● **Work task**: In the data below, which lines contain "target"? List them by copying each one.

(Beginning of Records provided)

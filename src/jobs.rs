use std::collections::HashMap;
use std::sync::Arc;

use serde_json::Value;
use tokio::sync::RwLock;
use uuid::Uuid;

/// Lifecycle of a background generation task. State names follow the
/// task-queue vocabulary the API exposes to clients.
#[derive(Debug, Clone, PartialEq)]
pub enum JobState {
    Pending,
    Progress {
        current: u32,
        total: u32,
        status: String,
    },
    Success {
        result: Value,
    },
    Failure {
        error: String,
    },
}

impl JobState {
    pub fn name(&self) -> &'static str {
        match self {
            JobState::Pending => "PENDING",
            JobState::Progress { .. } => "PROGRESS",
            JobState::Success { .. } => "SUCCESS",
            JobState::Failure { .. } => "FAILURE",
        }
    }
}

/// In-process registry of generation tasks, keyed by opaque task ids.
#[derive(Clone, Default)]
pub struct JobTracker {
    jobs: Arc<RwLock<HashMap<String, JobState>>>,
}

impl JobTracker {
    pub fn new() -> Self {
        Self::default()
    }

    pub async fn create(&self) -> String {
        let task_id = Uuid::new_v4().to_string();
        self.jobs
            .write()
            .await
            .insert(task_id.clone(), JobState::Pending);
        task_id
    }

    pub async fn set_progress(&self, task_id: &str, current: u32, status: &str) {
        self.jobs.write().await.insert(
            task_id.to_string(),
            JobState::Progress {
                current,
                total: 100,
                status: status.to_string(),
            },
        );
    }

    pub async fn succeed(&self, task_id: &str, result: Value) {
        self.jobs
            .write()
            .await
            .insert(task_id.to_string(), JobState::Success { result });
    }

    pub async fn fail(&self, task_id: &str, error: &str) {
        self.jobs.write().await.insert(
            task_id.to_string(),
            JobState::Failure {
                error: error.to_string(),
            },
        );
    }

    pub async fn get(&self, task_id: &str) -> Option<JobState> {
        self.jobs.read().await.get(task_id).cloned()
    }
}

(End of Records provided)
(Beginning of Records provided)

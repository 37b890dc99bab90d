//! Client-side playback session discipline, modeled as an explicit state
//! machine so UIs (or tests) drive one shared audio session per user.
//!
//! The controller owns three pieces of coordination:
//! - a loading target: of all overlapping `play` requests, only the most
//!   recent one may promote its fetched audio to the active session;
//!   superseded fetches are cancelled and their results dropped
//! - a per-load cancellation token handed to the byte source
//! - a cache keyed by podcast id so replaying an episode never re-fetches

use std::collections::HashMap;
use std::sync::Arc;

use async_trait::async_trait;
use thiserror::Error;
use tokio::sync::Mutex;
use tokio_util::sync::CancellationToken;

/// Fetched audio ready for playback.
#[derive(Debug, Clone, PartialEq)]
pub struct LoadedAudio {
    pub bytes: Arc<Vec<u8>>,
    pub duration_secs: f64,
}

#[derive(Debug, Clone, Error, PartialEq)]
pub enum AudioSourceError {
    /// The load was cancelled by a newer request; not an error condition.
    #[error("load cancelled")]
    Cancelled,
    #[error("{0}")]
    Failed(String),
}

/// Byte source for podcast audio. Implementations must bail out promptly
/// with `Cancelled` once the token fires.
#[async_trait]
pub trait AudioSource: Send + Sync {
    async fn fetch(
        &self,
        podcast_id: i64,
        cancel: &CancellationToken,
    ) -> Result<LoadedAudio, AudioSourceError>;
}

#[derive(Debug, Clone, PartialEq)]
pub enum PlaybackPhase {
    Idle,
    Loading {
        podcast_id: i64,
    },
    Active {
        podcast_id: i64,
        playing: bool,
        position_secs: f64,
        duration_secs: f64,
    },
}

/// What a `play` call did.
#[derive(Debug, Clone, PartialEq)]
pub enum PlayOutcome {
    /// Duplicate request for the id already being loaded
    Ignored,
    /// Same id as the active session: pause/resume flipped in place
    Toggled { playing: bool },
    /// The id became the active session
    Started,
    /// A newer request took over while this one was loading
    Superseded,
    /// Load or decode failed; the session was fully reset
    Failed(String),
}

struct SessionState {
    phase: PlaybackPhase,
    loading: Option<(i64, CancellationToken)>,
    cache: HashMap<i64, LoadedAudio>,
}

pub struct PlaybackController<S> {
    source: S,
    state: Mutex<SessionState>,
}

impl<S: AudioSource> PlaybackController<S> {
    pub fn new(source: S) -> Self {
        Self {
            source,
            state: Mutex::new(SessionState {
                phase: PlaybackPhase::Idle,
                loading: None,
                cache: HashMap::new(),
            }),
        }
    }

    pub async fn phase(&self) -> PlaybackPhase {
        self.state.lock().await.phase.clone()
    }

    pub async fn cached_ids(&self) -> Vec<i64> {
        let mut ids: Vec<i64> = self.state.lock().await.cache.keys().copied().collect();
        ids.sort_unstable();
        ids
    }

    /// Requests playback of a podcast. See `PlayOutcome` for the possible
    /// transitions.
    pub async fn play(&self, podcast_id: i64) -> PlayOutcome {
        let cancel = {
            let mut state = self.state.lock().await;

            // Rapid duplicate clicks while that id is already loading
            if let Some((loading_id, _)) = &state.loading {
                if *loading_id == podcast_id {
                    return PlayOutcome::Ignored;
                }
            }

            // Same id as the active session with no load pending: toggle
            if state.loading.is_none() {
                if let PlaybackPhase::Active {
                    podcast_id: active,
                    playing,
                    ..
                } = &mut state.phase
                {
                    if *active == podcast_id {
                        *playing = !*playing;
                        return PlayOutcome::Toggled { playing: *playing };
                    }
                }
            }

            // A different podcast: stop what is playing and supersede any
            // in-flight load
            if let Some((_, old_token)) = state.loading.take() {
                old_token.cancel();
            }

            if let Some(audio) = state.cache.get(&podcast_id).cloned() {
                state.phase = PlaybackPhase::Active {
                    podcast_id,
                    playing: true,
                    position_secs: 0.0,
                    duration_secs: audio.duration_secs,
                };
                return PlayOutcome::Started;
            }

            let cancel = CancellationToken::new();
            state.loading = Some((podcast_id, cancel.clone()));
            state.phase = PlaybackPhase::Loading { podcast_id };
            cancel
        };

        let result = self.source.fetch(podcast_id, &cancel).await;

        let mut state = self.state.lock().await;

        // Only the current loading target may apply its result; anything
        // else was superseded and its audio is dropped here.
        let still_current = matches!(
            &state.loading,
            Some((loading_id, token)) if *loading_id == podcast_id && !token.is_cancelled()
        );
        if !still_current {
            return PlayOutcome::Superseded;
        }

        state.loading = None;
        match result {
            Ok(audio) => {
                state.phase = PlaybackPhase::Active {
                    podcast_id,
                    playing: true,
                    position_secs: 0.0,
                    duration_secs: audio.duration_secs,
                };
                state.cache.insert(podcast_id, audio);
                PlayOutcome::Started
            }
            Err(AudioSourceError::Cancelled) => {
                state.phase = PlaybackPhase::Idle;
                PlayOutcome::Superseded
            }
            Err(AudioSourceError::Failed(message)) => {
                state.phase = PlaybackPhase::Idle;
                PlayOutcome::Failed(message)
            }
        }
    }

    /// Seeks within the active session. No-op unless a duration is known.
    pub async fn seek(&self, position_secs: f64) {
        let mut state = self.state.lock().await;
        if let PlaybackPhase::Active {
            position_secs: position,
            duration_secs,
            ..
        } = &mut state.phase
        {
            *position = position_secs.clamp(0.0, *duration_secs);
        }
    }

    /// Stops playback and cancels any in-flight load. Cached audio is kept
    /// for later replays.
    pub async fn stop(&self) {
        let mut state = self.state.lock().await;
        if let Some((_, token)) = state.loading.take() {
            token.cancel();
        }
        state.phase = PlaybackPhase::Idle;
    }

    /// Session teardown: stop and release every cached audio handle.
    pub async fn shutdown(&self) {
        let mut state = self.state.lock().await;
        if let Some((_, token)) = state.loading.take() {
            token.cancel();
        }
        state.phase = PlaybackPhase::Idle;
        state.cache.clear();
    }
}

(End of Records provided)

● **Response**:
//! - a loading target: of all overlapping `play` requests, only the most
        // Only the current loading target may apply its result; anything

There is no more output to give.